(Beginning of Data for review)

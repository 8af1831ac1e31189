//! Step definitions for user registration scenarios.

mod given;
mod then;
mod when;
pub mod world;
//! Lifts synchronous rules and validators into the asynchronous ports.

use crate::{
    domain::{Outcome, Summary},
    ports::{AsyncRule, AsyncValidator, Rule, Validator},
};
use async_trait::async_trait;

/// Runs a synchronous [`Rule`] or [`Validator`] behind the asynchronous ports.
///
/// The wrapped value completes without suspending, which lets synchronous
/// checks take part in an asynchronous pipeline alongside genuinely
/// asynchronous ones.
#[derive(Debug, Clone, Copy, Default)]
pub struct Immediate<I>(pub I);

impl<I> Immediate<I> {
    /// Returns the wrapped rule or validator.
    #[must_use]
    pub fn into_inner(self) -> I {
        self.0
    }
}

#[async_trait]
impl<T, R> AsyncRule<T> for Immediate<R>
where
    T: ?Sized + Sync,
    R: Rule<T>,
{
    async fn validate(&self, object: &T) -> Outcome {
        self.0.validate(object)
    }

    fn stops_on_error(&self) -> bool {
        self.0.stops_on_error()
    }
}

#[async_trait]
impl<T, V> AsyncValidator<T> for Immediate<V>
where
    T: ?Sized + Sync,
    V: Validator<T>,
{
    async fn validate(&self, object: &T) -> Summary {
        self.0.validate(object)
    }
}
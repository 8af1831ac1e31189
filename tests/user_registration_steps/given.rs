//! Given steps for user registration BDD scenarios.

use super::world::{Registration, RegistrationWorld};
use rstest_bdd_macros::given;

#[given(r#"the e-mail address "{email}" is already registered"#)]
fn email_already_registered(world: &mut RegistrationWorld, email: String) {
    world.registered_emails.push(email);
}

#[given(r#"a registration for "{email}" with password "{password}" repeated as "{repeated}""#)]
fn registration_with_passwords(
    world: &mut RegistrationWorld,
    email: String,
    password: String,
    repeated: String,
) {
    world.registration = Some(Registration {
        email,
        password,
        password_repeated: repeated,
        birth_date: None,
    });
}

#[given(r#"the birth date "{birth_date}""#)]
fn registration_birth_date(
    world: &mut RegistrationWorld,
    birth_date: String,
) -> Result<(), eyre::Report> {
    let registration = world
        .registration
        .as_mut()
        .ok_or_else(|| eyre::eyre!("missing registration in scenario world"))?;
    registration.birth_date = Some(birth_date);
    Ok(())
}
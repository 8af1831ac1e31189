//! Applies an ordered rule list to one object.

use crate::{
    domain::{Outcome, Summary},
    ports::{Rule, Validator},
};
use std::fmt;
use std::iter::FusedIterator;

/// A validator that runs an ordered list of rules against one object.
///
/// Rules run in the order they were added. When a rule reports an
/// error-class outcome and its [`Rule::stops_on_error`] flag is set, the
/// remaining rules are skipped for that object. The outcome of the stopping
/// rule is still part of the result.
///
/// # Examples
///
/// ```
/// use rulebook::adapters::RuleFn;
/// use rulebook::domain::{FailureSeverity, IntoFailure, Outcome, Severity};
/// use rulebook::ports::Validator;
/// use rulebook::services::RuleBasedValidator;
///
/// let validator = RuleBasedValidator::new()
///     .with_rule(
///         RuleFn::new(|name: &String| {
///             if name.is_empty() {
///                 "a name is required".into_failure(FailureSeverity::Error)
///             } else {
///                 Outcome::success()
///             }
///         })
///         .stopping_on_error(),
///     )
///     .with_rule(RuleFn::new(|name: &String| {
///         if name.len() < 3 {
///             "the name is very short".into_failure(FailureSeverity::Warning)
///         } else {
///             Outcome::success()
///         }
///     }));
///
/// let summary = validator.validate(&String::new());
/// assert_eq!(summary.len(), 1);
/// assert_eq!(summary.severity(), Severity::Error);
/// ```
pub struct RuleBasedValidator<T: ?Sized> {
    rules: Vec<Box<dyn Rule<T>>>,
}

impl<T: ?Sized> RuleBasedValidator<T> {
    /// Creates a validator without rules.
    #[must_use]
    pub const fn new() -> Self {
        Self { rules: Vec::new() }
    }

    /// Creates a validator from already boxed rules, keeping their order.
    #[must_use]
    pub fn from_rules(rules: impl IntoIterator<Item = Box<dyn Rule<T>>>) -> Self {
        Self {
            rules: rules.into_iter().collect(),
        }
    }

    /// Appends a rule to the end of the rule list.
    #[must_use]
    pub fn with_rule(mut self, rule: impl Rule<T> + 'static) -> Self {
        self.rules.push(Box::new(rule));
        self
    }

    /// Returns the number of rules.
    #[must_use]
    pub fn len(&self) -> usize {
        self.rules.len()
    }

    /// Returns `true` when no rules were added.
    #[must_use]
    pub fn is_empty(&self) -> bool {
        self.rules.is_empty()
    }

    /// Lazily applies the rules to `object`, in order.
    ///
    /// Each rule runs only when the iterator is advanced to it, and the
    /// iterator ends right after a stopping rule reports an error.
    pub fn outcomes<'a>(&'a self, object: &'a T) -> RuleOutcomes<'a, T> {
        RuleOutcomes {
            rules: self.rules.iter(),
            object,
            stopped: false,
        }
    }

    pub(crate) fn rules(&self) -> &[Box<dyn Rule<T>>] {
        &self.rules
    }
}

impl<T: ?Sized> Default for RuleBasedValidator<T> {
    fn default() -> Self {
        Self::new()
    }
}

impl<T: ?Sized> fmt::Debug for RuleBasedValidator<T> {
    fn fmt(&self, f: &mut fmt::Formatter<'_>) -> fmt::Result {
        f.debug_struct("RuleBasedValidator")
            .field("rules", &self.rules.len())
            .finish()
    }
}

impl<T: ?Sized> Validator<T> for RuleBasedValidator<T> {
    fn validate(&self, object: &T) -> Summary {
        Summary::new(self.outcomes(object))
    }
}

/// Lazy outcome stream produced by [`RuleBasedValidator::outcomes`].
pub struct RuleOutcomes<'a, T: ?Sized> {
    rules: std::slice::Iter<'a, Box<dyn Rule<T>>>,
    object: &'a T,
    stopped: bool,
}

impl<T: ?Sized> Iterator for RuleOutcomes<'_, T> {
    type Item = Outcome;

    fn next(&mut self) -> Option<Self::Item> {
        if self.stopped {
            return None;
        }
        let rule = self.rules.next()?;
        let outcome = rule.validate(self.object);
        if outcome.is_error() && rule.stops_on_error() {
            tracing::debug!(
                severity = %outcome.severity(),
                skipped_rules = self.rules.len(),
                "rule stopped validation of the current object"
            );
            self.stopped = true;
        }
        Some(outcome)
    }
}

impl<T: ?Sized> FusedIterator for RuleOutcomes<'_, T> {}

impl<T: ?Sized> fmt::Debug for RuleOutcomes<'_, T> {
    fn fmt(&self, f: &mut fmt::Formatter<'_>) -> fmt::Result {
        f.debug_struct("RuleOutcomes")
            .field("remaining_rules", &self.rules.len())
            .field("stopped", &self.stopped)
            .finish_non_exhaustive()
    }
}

(End of Data for review)
(Beginning of Data for review)

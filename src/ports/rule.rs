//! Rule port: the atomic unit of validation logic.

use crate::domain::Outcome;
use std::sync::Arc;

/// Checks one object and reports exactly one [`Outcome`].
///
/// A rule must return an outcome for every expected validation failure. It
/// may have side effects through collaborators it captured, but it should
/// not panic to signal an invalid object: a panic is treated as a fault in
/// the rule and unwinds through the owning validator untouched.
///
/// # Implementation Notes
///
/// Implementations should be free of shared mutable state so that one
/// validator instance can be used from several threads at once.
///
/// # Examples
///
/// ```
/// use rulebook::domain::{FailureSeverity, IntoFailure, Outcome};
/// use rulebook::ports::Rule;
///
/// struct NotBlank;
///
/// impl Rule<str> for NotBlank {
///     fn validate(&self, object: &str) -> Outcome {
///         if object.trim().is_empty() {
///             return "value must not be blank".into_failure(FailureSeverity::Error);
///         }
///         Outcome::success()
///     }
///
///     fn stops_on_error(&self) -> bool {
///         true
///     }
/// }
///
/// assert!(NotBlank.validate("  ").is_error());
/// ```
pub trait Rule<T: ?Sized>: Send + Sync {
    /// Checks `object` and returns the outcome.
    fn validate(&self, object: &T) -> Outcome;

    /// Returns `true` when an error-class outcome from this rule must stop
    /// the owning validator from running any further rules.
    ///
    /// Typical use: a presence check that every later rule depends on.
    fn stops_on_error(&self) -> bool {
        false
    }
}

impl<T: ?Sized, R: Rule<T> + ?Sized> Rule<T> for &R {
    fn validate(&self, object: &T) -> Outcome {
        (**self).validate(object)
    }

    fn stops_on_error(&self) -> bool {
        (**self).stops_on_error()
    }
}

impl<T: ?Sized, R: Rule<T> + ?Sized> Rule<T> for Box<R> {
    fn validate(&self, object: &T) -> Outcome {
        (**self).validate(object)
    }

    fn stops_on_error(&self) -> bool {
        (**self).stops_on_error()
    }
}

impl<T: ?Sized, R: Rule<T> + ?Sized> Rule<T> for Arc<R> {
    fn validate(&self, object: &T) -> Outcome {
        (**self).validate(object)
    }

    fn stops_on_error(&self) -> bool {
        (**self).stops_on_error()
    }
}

(End of Data for review)
(Beginning of Data for review)

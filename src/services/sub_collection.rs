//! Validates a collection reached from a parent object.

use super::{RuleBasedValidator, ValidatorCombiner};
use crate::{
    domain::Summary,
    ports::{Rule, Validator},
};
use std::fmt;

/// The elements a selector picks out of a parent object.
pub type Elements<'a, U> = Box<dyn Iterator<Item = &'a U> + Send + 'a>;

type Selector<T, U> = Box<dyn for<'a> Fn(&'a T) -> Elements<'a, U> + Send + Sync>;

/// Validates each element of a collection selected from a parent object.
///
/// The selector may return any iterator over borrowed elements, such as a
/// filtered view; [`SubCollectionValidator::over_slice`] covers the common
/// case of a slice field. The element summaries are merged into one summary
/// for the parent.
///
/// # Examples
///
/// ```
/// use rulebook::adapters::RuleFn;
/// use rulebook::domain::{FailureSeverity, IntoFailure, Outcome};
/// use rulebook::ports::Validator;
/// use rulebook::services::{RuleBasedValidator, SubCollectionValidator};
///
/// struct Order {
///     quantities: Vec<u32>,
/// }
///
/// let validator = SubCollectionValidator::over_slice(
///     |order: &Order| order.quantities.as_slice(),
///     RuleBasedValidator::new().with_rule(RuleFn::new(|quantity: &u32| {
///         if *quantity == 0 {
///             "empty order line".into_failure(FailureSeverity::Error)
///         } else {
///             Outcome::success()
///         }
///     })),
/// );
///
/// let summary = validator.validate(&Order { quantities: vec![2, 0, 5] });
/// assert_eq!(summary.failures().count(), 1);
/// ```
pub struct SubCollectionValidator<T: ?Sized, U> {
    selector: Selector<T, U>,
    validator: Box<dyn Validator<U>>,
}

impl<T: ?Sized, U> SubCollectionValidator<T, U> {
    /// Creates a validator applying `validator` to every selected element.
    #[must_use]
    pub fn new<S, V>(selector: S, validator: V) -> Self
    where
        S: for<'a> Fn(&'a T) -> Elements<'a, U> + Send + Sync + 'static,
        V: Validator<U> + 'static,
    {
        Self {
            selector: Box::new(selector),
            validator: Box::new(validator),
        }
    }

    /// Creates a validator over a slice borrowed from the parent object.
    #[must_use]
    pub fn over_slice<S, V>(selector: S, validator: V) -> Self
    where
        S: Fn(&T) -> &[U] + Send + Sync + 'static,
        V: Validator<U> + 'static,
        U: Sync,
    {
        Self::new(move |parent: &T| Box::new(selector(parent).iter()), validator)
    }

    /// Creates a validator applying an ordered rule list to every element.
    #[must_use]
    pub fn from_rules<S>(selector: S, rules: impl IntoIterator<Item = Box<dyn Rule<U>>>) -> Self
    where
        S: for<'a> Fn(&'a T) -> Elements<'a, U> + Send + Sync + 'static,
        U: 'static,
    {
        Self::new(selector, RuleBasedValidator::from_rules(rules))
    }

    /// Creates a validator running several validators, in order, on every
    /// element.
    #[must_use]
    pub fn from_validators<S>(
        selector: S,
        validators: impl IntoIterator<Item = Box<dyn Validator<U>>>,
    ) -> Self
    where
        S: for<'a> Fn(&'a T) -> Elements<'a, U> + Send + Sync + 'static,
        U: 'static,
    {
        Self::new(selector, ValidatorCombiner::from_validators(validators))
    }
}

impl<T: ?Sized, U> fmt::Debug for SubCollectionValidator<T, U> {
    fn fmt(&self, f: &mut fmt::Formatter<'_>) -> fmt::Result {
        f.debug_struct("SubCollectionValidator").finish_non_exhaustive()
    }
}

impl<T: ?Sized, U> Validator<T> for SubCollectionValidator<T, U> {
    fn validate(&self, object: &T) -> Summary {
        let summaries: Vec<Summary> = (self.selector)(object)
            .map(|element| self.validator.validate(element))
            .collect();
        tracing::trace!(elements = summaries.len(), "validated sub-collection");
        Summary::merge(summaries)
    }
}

(End of Data for review)

● **Action item**: Report all lines of the material that contain the word "quantity".

● **Output for this task**:
///     RuleBasedValidator::new().with_rule(RuleFn::new(|quantity: &u32| {
///         if *quantity == 0 {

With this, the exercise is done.